Today the SA has escaped the domestic upheaval by going to London again for another lunch, this time the annual old lags' lunch.  It is an annual event.  I asked where they were meeting, as I drove the SA to the railway station, but that was a redundant question, because they are meeting in the George and Vulture.  They always meet in the George and Vulture.  Everybody at the lunch once worked with somebody else, and nobody worked with everybody.  Some of them are still working, which is partly why the lunch is traditionally held so close to Christmas, after the corporate entertainment season has finished.  The rest of the year they remain united by a shared love of cricket.
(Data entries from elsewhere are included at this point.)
//! Canonical re-serialization of a [`SecurityDescriptor`] into descriptor
//! text.
//!
//! The emitted discretionary list is always in canonical precedence order:
//! explicit deny, object deny, explicit allow, object allow, then everything
//! else (audit types, inherited variants, unknown tags). The sort is stable,
//! so entries of equal rank keep the order they held in the model. System
//! entries are emitted in bucket-then-insertion order with no precedence
//! sort; no source variant ever ordered them, and that asymmetry is kept
//! rather than guessed away.

use crate::resolver::is_valid_identity;
use crate::{AceToken, IdentityResolver, SecurityDescriptor};

impl SecurityDescriptor {
    /// Renders the descriptor back into SDDL text with canonical DACL
    /// ordering. Deterministic for a given model.
    ///
    /// The `D:` section is always emitted, even when empty; `S:` only when
    /// at least one system entry exists. No identity validation is applied.
    ///
    /// # Examples
    /// ```rust
    /// use win_security_descriptor::SecurityDescriptor;
    ///
    /// // Allow-before-deny input re-renders in canonical order.
    /// let model = SecurityDescriptor::from_sddl("D:(A;;FA;;;S-1-1-0)(D;;FA;;;S-1-1-0)");
    /// assert_eq!(model.to_sddl(), "D:(D;;FA;;;S-1-1-0)(A;;FA;;;S-1-1-0)");
    /// ```
    #[inline]
    #[must_use]
    pub fn to_sddl(&self) -> String {
        self.render(None)
    }

    /// Like [`SecurityDescriptor::to_sddl`], but drops every component whose
    /// identity fails the validation filter.
    ///
    /// Identities in raw SID form must resolve through `resolver`; resolved
    /// account names pass untouched. Each dropped owner, group or entry logs
    /// a warning. Rendering itself never fails.
    #[inline]
    #[must_use]
    pub fn to_sddl_filtered(&self, resolver: &dyn IdentityResolver) -> String {
        self.render(Some(resolver))
    }

    fn render(&self, resolver: Option<&dyn IdentityResolver>) -> String {
        let passes = |identity: &str| match resolver {
            None => true,
            Some(resolver) => is_valid_identity(resolver, identity),
        };

        let mut out = String::new();
        if let Some(owner) = self.owner.as_deref().filter(|owner| passes(owner)) {
            out.push_str("O:");
            out.push_str(owner);
        }
        if let Some(group) = self.group.as_deref().filter(|group| passes(group)) {
            out.push_str("G:");
            out.push_str(group);
        }

        let mut discretionary: Vec<&AceToken> = self
            .dacl
            .tokens()
            .filter(|token| passes(token.identity()))
            .collect();
        // Stable by-rank sort: deny before allow, explicit before the rest.
        discretionary.sort_by_key(|token| token.ace_type().canonical_rank());
        out.push_str("D:");
        for token in discretionary {
            out.push_str(token.raw());
        }

        let system: Vec<&AceToken> = self
            .sacl
            .tokens()
            .filter(|token| passes(token.identity()))
            .collect();
        if !system.is_empty() {
            out.push_str("S:");
            for token in system {
                out.push_str(token.raw());
            }
        }
        out
    }
}
//! `quickbill-core` — domain foundation building blocks.
//!
//! This crate contains **pure domain** primitives shared by the catalog,
//! invoicing and document crates (no infrastructure concerns).

pub mod entity;
pub mod error;
pub mod id;
pub mod value_object;

pub use entity::Entity;
pub use error::{DomainError, DomainResult};
pub use id::InvoiceId;
pub use value_object::ValueObject;
use clap::Parser;

use quickbill_cli::{Args, app};

fn main() -> anyhow::Result<()> {
    let args = Args::parse();
    quickbill_observability::tracing::init(args.log_format);

    let generated = app::run(&args)?;
    println!("{}", generated.path.display());
    Ok(())
}
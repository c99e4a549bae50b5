use chrono::{NaiveDate, Utc};
use serde::{Deserialize, Serialize};

use quickbill_core::ValueObject;

use crate::amount::lenient;
use crate::line_item::LineItem;

/// Today's date (UTC), the default issue date of a new order.
pub fn today() -> NaiveDate {
    Utc::now().date_naive()
}

/// How the customer pays.
#[derive(Debug, Clone, PartialEq, Eq, Default, Serialize, Deserialize)]
#[serde(from = "String", into = "String")]
pub enum PaymentMethod {
    #[default]
    Cash,
    /// Cash on delivery.
    Cod,
    Bkash,
    Nagad,
    Other(String),
}

impl PaymentMethod {
    /// The methods offered by the order form, in display order.
    pub const OFFERED: [PaymentMethod; 4] = [
        PaymentMethod::Cash,
        PaymentMethod::Cod,
        PaymentMethod::Bkash,
        PaymentMethod::Nagad,
    ];

    pub fn label(&self) -> &str {
        match self {
            PaymentMethod::Cash => "Cash",
            PaymentMethod::Cod => "COD",
            PaymentMethod::Bkash => "Bkash",
            PaymentMethod::Nagad => "Nagad",
            PaymentMethod::Other(label) => label,
        }
    }
}

impl From<String> for PaymentMethod {
    fn from(value: String) -> Self {
        Self::OFFERED
            .into_iter()
            .find(|m| m.label().eq_ignore_ascii_case(value.trim()))
            .unwrap_or(PaymentMethod::Other(value))
    }
}

impl From<&str> for PaymentMethod {
    fn from(value: &str) -> Self {
        Self::from(value.to_string())
    }
}

impl From<PaymentMethod> for String {
    fn from(value: PaymentMethod) -> Self {
        value.label().to_string()
    }
}

impl core::fmt::Display for PaymentMethod {
    fn fmt(&self, f: &mut core::fmt::Formatter<'_>) -> core::fmt::Result {
        f.write_str(self.label())
    }
}

/// Bill-to details as typed into the form.
#[derive(Debug, Clone, PartialEq, Eq, Default, Serialize, Deserialize)]
#[serde(default)]
pub struct Customer {
    pub name: String,
    pub address: String,
    pub apartment: Option<String>,
    pub phone: String,
    pub email: Option<String>,
}

impl Customer {
    /// Copy with blank optional fields collapsed to `None`.
    pub fn normalized(&self) -> Self {
        fn present(value: &Option<String>) -> Option<String> {
            value
                .as_deref()
                .map(str::trim)
                .filter(|v| !v.is_empty())
                .map(str::to_string)
        }

        Self {
            name: self.name.clone(),
            address: self.address.clone(),
            apartment: present(&self.apartment),
            phone: self.phone.clone(),
            email: present(&self.email),
        }
    }

    /// Names of required fields that are blank.
    pub fn missing_required(&self) -> Vec<&'static str> {
        [
            ("name", &self.name),
            ("address", &self.address),
            ("phone", &self.phone),
        ]
        .into_iter()
        .filter(|(_, value)| value.trim().is_empty())
        .map(|(field, _)| field)
        .collect()
    }
}

impl ValueObject for Customer {}

/// Raw order as held by the editing surface. Nothing here is validated.
#[derive(Debug, Clone, PartialEq, Serialize, Deserialize)]
pub struct OrderInput {
    #[serde(flatten)]
    pub customer: Customer,
    #[serde(default = "today")]
    pub date: NaiveDate,
    #[serde(default)]
    pub payment_method: PaymentMethod,
    #[serde(default, deserialize_with = "lenient")]
    pub delivery_charge: f64,
    #[serde(default)]
    pub items: Vec<LineItem>,
}

impl OrderInput {
    /// A fresh order dated `date`: blank customer, cash, no delivery charge
    /// and a single empty row.
    pub fn new(date: NaiveDate) -> Self {
        Self {
            customer: Customer::default(),
            date,
            payment_method: PaymentMethod::default(),
            delivery_charge: 0.0,
            items: vec![LineItem::initial()],
        }
    }
}

impl Default for OrderInput {
    fn default() -> Self {
        Self::new(today())
    }
}
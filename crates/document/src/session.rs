//! One user's generate/preview/download lifecycle.

use std::sync::Arc;

use quickbill_invoicing::{Invoice, InvoiceBuilder, OrderInput};

use crate::error::{RenderError, RenderResult};
use crate::job::{RenderJob, RenderStatus};
use crate::pdf::RenderTarget;
use crate::renderer::DocumentRenderer;

/// Where a [`GenerationSession`] is in its lifecycle.
///
/// `Idle → Building → Built → Rendering → Ready`, with `Failed` reachable
/// from building or rendering. `reset` returns to `Idle` from anywhere.
#[derive(Debug, Clone, PartialEq, Eq, Default)]
pub enum SessionState {
    #[default]
    Idle,
    Building,
    Built,
    Rendering,
    Ready,
    Failed(String),
}

/// A finished download.
#[derive(Debug, Clone, PartialEq, Eq)]
pub struct Artifact {
    pub file_name: String,
    pub bytes: Vec<u8>,
}

/// Drives build and render for a single editing session.
///
/// At most one render is in flight. Calling [`generate`](Self::generate)
/// again cancels the previous render and starts over with a freshly built
/// invoice; the superseded output is never exposed.
pub struct GenerationSession {
    builder: InvoiceBuilder,
    renderer: DocumentRenderer,
    target: Arc<dyn RenderTarget>,
    state: SessionState,
    invoice: Option<Arc<Invoice>>,
    job: Option<RenderJob>,
    artifact: Option<Artifact>,
}

impl GenerationSession {
    pub fn new(
        builder: InvoiceBuilder,
        renderer: DocumentRenderer,
        target: Arc<dyn RenderTarget>,
    ) -> Self {
        Self {
            builder,
            renderer,
            target,
            state: SessionState::Idle,
            invoice: None,
            job: None,
            artifact: None,
        }
    }

    pub fn state(&self) -> &SessionState {
        &self.state
    }

    /// The invoice currently being rendered or ready, if any.
    pub fn invoice(&self) -> Option<&Arc<Invoice>> {
        self.invoice.as_ref()
    }

    /// The finished file. Only available in [`SessionState::Ready`].
    pub fn artifact(&self) -> Option<&Artifact> {
        match self.state {
            SessionState::Ready => self.artifact.as_ref(),
            _ => None,
        }
    }

    /// Build a new invoice from `order` and start rendering it.
    pub fn generate(&mut self, order: &OrderInput) -> RenderResult<Arc<Invoice>> {
        if let Some(job) = self.job.take() {
            job.cancel();
            tracing::info!("previous render superseded");
        }
        self.artifact = None;
        self.invoice = None;
        self.state = SessionState::Building;

        let invoice = match self.builder.build_checked(order) {
            Ok(invoice) => Arc::new(invoice),
            Err(err) => {
                tracing::warn!(error = %err, "invoice build rejected");
                self.state = SessionState::Failed(err.to_string());
                return Err(RenderError::from(err));
            }
        };
        self.invoice = Some(invoice.clone());
        self.state = SessionState::Built;

        self.start_render(&invoice)?;
        Ok(invoice)
    }

    /// Advance a running render without blocking.
    pub fn poll(&mut self) -> &SessionState {
        let finished = match &self.job {
            Some(job) if self.state == SessionState::Rendering => {
                job.status() != RenderStatus::Pending
            }
            _ => false,
        };
        if finished {
            if let Some(job) = self.job.take() {
                let outcome = job
                    .try_take()
                    .unwrap_or_else(|| Err(RenderError::Worker("result already taken".to_string())));
                self.settle(outcome);
            }
        }
        &self.state
    }

    /// Block until the running render, if any, settles.
    pub fn wait(&mut self) -> &SessionState {
        if self.state == SessionState::Rendering {
            if let Some(job) = self.job.take() {
                let outcome = job.wait();
                self.settle(outcome);
            }
        }
        &self.state
    }

    /// Render the existing invoice again after a failed render.
    ///
    /// The invoice is not rebuilt, so its id stays the same. Returns `false`
    /// when there is nothing to retry.
    pub fn retry_render(&mut self) -> RenderResult<bool> {
        let invoice = match (&self.state, &self.invoice) {
            (SessionState::Failed(_), Some(invoice)) => invoice.clone(),
            _ => return Ok(false),
        };
        tracing::info!(invoice_id = %invoice.id(), "retrying render");
        self.start_render(&invoice)?;
        Ok(true)
    }

    /// Drop everything and return to `Idle`.
    pub fn reset(&mut self) {
        if let Some(job) = self.job.take() {
            job.cancel();
        }
        self.invoice = None;
        self.artifact = None;
        self.state = SessionState::Idle;
        tracing::debug!("generation session reset");
    }

    fn start_render(&mut self, invoice: &Invoice) -> RenderResult<()> {
        let tree = self.renderer.render(invoice);
        match RenderJob::spawn(self.target.clone(), tree) {
            Ok(job) => {
                self.job = Some(job);
                self.state = SessionState::Rendering;
                Ok(())
            }
            Err(err) => {
                self.state = SessionState::Failed(err.to_string());
                Err(err)
            }
        }
    }

    fn settle(&mut self, outcome: RenderResult<Vec<u8>>) {
        match (outcome, &self.invoice) {
            (Ok(bytes), Some(invoice)) => {
                tracing::info!(
                    invoice_id = %invoice.id(),
                    bytes = bytes.len(),
                    "invoice ready"
                );
                self.artifact = Some(Artifact {
                    file_name: invoice.file_name(),
                    bytes,
                });
                self.state = SessionState::Ready;
            }
            (Ok(_), None) => {
                self.state = SessionState::Failed("render finished without an invoice".to_string());
            }
            (Err(err), _) => {
                self.artifact = None;
                self.state = SessionState::Failed(err.to_string());
            }
        }
    }
}

impl core::fmt::Debug for GenerationSession {
    fn fmt(&self, f: &mut core::fmt::Formatter<'_>) -> core::fmt::Result {
        f.debug_struct("GenerationSession")
            .field("state", &self.state)
            .field("invoice", &self.invoice.as_ref().map(|i| i.id().to_string()))
            .finish_non_exhaustive()
    }
}
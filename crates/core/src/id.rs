//! Invoice identifiers.
//!
//! An invoice id is a short, human-readable token printed on the document
//! (`Invoice ID#: 4K7Q2ZLM`). It only needs to be unlikely to repeat within a
//! session; it is neither globally unique nor suitable as a secret.

use core::str::FromStr;
use serde::{Deserialize, Serialize};
use uuid::Uuid;

use crate::error::DomainError;

/// Number of characters in a generated token.
pub const TOKEN_LEN: usize = 8;

const MAX_PARSED_LEN: usize = 32;
const ALPHABET: &[u8; 36] = b"0123456789ABCDEFGHIJKLMNOPQRSTUVWXYZ";

/// Opaque identifier of a generated invoice.
#[derive(Debug, Clone, PartialEq, Eq, Hash, PartialOrd, Ord, Serialize, Deserialize)]
#[serde(try_from = "String", into = "String")]
pub struct InvoiceId(String);

impl InvoiceId {
    /// Generate a fresh token.
    ///
    /// The randomness comes from a UUIDv4; only its low bits are used.
    /// Prefer [`InvoiceId::from_seed`] in tests for determinism.
    pub fn generate() -> Self {
        Self::from_seed(Uuid::new_v4().as_u128())
    }

    /// Derive a token from a seed: base-36 digits of `seed`, least significant
    /// first, always [`TOKEN_LEN`] characters long.
    pub fn from_seed(mut seed: u128) -> Self {
        let mut token = String::with_capacity(TOKEN_LEN);
        for _ in 0..TOKEN_LEN {
            token.push(ALPHABET[(seed % 36) as usize] as char);
            seed /= 36;
        }
        Self(token)
    }

    pub fn as_str(&self) -> &str {
        &self.0
    }
}

impl core::fmt::Display for InvoiceId {
    fn fmt(&self, f: &mut core::fmt::Formatter<'_>) -> core::fmt::Result {
        f.write_str(&self.0)
    }
}

impl FromStr for InvoiceId {
    type Err = DomainError;

    /// Parse a token. Input is trimmed and upper-cased.
    fn from_str(s: &str) -> Result<Self, Self::Err> {
        let token = s.trim().to_ascii_uppercase();
        if token.is_empty() {
            return Err(DomainError::invalid_id("InvoiceId: empty token"));
        }
        if token.len() > MAX_PARSED_LEN {
            return Err(DomainError::invalid_id(format!(
                "InvoiceId: token longer than {MAX_PARSED_LEN} characters"
            )));
        }
        if let Some(c) = token.chars().find(|c| !c.is_ascii_alphanumeric()) {
            return Err(DomainError::invalid_id(format!(
                "InvoiceId: unexpected character {c:?}"
            )));
        }
        Ok(Self(token))
    }
}

impl TryFrom<String> for InvoiceId {
    type Error = DomainError;

    fn try_from(value: String) -> Result<Self, Self::Error> {
        value.parse()
    }
}

impl From<InvoiceId> for String {
    fn from(value: InvoiceId) -> Self {
        value.0
    }
}

#[cfg(test)]
mod tests {
    use super::*;
    use proptest::prelude::*;

    #[test]
    fn generated_tokens_are_short_uppercase_alphanumerics() {
        let id = InvoiceId::generate();
        assert_eq!(id.as_str().len(), TOKEN_LEN);
        assert!(
            id.as_str()
                .chars()
                .all(|c| c.is_ascii_digit() || c.is_ascii_uppercase())
        );
    }

    #[test]
    fn consecutive_tokens_differ() {
        let ids: std::collections::HashSet<_> = (0..1000).map(|_| InvoiceId::generate()).collect();
        assert_eq!(ids.len(), 1000);
    }

    #[test]
    fn seed_zero_is_all_zeros() {
        assert_eq!(InvoiceId::from_seed(0).as_str(), "00000000");
        assert_eq!(InvoiceId::from_seed(35).as_str(), "Z0000000");
    }

    #[test]
    fn parse_normalises_case_and_whitespace() {
        let id: InvoiceId = "  ab12cd34 ".parse().unwrap();
        assert_eq!(id.as_str(), "AB12CD34");
    }

    #[test]
    fn parse_rejects_empty_and_punctuation() {
        match "   ".parse::<InvoiceId>().unwrap_err() {
            DomainError::InvalidId(msg) if msg.contains("empty") => {}
            other => panic!("Expected InvalidId for empty token, got {other:?}"),
        }
        assert!(matches!(
            "AB-12".parse::<InvoiceId>(),
            Err(DomainError::InvalidId(_))
        ));
    }

    #[test]
    fn serde_uses_plain_string() {
        let id = InvoiceId::from_seed(123_456_789);
        let json = serde_json::to_string(&id).unwrap();
        assert_eq!(json, format!("\"{}\"", id));
        let back: InvoiceId = serde_json::from_str(&json).unwrap();
        assert_eq!(back, id);
        assert!(serde_json::from_str::<InvoiceId>("\"no way\"").is_err());
    }

    proptest! {
        /// Property: any seed yields a token that parses back to itself.
        #[test]
        fn seeded_tokens_parse_back(seed in any::<u128>()) {
            let id = InvoiceId::from_seed(seed);
            prop_assert_eq!(id.as_str().len(), TOKEN_LEN);
            let parsed: InvoiceId = id.as_str().parse().unwrap();
            prop_assert_eq!(parsed, id);
        }
    }
}
//! Invoicing domain module.
//!
//! This crate turns an order (customer, line items, delivery charge, payment
//! method) into totals and an immutable [`Invoice`], implemented purely as
//! deterministic domain logic (no IO, no rendering, no storage).

pub mod amount;
pub mod invoice;
pub mod line_item;
pub mod order;
pub mod summary;

pub use amount::coerce_amount;
pub use invoice::{Invoice, InvoiceBuilder, RequiredFieldsPolicy};
pub use line_item::LineItem;
pub use order::{Customer, OrderInput, PaymentMethod};
pub use summary::{FinancialSummary, compute_summary};
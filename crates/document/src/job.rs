//! Background rendering.
//!
//! A [`RenderJob`] owns one worker thread that runs
//! [`RenderTarget::render_to_bytes`] once. The caller keeps the handle and
//! may poll, wait or cancel. There is no retry: a failed job stays failed.

use std::sync::atomic::{AtomicBool, Ordering};
use std::sync::{Arc, Mutex, MutexGuard, PoisonError};
use std::thread;

use crate::error::{RenderError, RenderResult};
use crate::pdf::RenderTarget;
use crate::tree::DocumentTree;

/// Observable state of a render job.
#[derive(Debug, Clone, PartialEq, Eq)]
pub enum RenderStatus {
    /// Still running on the worker thread
    Pending,
    /// Bytes are available
    Complete,
    /// The target reported an error
    Failed(String),
    /// Cancelled before or after completion; output discarded
    Cancelled,
}

impl RenderStatus {
    pub fn is_terminal(&self) -> bool {
        !matches!(self, RenderStatus::Pending)
    }
}

#[derive(Debug)]
struct Slot {
    status: RenderStatus,
    outcome: Option<RenderResult<Vec<u8>>>,
}

/// Handle to one in-flight render.
#[derive(Debug)]
pub struct RenderJob {
    cancelled: Arc<AtomicBool>,
    slot: Arc<Mutex<Slot>>,
    join: Option<thread::JoinHandle<()>>,
}

fn lock(slot: &Mutex<Slot>) -> MutexGuard<'_, Slot> {
    slot.lock().unwrap_or_else(PoisonError::into_inner)
}

impl RenderJob {
    /// Start rendering `tree` on a new thread.
    pub fn spawn(target: Arc<dyn RenderTarget>, tree: DocumentTree) -> RenderResult<Self> {
        let cancelled = Arc::new(AtomicBool::new(false));
        let slot = Arc::new(Mutex::new(Slot {
            status: RenderStatus::Pending,
            outcome: None,
        }));

        let worker_cancelled = cancelled.clone();
        let worker_slot = slot.clone();
        let title = tree.title.clone();
        let join = thread::Builder::new()
            .name("render-job".to_string())
            .spawn(move || {
                let result = target.render_to_bytes(&tree);
                let mut slot = lock(&worker_slot);

                if worker_cancelled.load(Ordering::SeqCst) {
                    tracing::debug!(title = %tree.title, "render finished after cancel; output dropped");
                    slot.status = RenderStatus::Cancelled;
                    slot.outcome = None;
                    return;
                }
                match &result {
                    Ok(bytes) => {
                        tracing::debug!(title = %tree.title, bytes = bytes.len(), "render complete");
                        slot.status = RenderStatus::Complete;
                    }
                    Err(err) => {
                        tracing::warn!(title = %tree.title, error = %err, "render failed");
                        slot.status = RenderStatus::Failed(err.to_string());
                    }
                }
                slot.outcome = Some(result);
            })
            .map_err(|err| RenderError::Worker(err.to_string()))?;

        tracing::debug!(title = %title, "render job spawned");

        Ok(Self {
            cancelled,
            slot,
            join: Some(join),
        })
    }

    pub fn status(&self) -> RenderStatus {
        if self.cancelled.load(Ordering::SeqCst) {
            return RenderStatus::Cancelled;
        }
        lock(&self.slot).status.clone()
    }

    /// Stop caring about the result. Any bytes already produced are dropped
    /// and the job reports [`RenderStatus::Cancelled`] from now on.
    pub fn cancel(&self) {
        self.cancelled.store(true, Ordering::SeqCst);
        let mut slot = lock(&self.slot);
        slot.status = RenderStatus::Cancelled;
        slot.outcome = None;
    }

    /// Non-blocking: the terminal result, handed out at most once.
    pub fn try_take(&self) -> Option<RenderResult<Vec<u8>>> {
        if self.cancelled.load(Ordering::SeqCst) {
            return Some(Err(RenderError::Cancelled));
        }
        lock(&self.slot).outcome.take()
    }

    /// Block until the worker finishes and return its output.
    pub fn wait(mut self) -> RenderResult<Vec<u8>> {
        if let Some(join) = self.join.take() {
            join.join()
                .map_err(|_| RenderError::Worker("render thread panicked".to_string()))?;
        }
        if self.cancelled.load(Ordering::SeqCst) {
            return Err(RenderError::Cancelled);
        }
        lock(&self.slot)
            .outcome
            .take()
            .unwrap_or_else(|| Err(RenderError::Worker("no result reported".to_string())))
    }
}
I took advantage of the SA's absence to wrap my Christmas presents on the kitchen table, instead of kneeling on the bedroom floor.  Carpets and sticky tape don't really go together.  We have a friend whose parcels are always marvels of precision, and I can never work out how she gets them so neat, with the same amount of paper folded over at each end, and no wrinkles in her cellotape.  Most of the things I have to wrap up are books, which ought to be straightforward, since they are both rectangular and solid, but mine tend to come out slightly wonky, even using the table.  The hopelessly lumpy and irregular presents are almost easier to wrap, since I just swathe them in gold tissue paper.

We are past the point of no return for Christmas cards, as the last posting date was yesterday, even first class.  I took the last minute decision to add a few names to our list, on the basis that if we've eaten a meal in their house in the past year we are probably now on Christmas card terms, and today's post brought a card from one of them to us.  Phew.  Got that one right.  I sent one last week to somebody I don't know terribly well, but who is waiting to go into hospital for surgery, offering help afterwards if needed.  Newspaper articles about offers of assistance to friends and acquaintances in a tight spot always say Be specific, don't just say to let you know if there's anything you can do, so I offered help with shopping or some home cooking.  It is hard to know what to say, since you don't want to be intrusive, but they rang this morning, sounding genuinely touched.  I was chatting about the usefulness versus wastefulness of Christmas cards with a colleague on Monday, and she was pleased to have received a card from someone she had lost touch with and not seen for years.  Even in the days of theoretical constant communication via Facebook, to have an annual ritual excuse to make contact with people can be useful.

I almost forgot that the world was due to end.  My theory about the Mayan calender is that they must have got to the bottom of the piece of stone it was written on and run out of space, like Thurber's famous dog with really short legs, that came out that way because it started off as a doodle on a notepad, and he got  to the bottom of the page without enough room for them.